Malgré les alternatives de pluie tombant par ondées, de vent soufflant par rafales, le peuple, qui avait ce vague sentiment d'une grande catastrophe, encombrait, plein d'émotion, les rues, les places, les carrefours.
Mais ce qui indiquait quelque circonstance extraordinaire, c'est que ce n'était point dans les vieux quartiers que le peuple se pressait; et, quand nous disons le peuple, nous disons cette multitude de mariniers, de pêcheurs et de lazzaroni qui tient lieu de peuple à Naples. On remarquait, au contraire, des groupes nombreux et animés, parlant haut, gesticulant avec rage, dispersés de la strada del Molo à la place du Palais, c'est-à-dire sur toute l'étendue du largo del Castello, du théâtre de San-Carlo et de la rue de Chiaïa.

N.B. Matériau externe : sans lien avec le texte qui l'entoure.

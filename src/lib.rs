pub mod amount;
pub mod broadcast;
pub mod config;
pub mod csv;
pub mod instant;
pub mod mirror;
pub mod model;
pub mod store;
pub mod sync;
pub mod validate;

pub use amount::Amount;
pub use broadcast::{Broadcaster, Bus, ChangeNotice, LocalBus};
pub use config::Config;
pub use mirror::Mirror;
pub use model::{PendingPayment, Record, RecordKind, Transaction, UserRecord};
pub use store::{DurableStore, SaveOutcome, WriteOutcome};
pub use sync::{Origin, SyncEngine, SyncEvent, SyncEventType, SyncListener, SyncStats};
pub use validate::Validation;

Ces groupes semblaient, tout en enveloppant le palais royal, veiller sur la rue de Tolède et la strada del Piliero. Enfin, au milieu de ces groupes, trois hommes, fatalement connus déjà dans les émeutes précédentes, parlaient plus haut et s'agitaient plus ardemment. Ces trois hommes, c'étaient Pasquale de Simone, le beccaïo, rendu hideux par la cicatrice qui lui balafrait le visage et lui fendait l'oeil, et fra Pacifico, qui, sans être dans le secret, sans savoir de quoi il était question, lâchant la bride à son caractère violent et tapageur, frappait de son bâton de laurier, tantôt le pavé, tantôt la muraille, tantôt le pauvre Jacobino, bouc émissaire des passions du terrible franciscain.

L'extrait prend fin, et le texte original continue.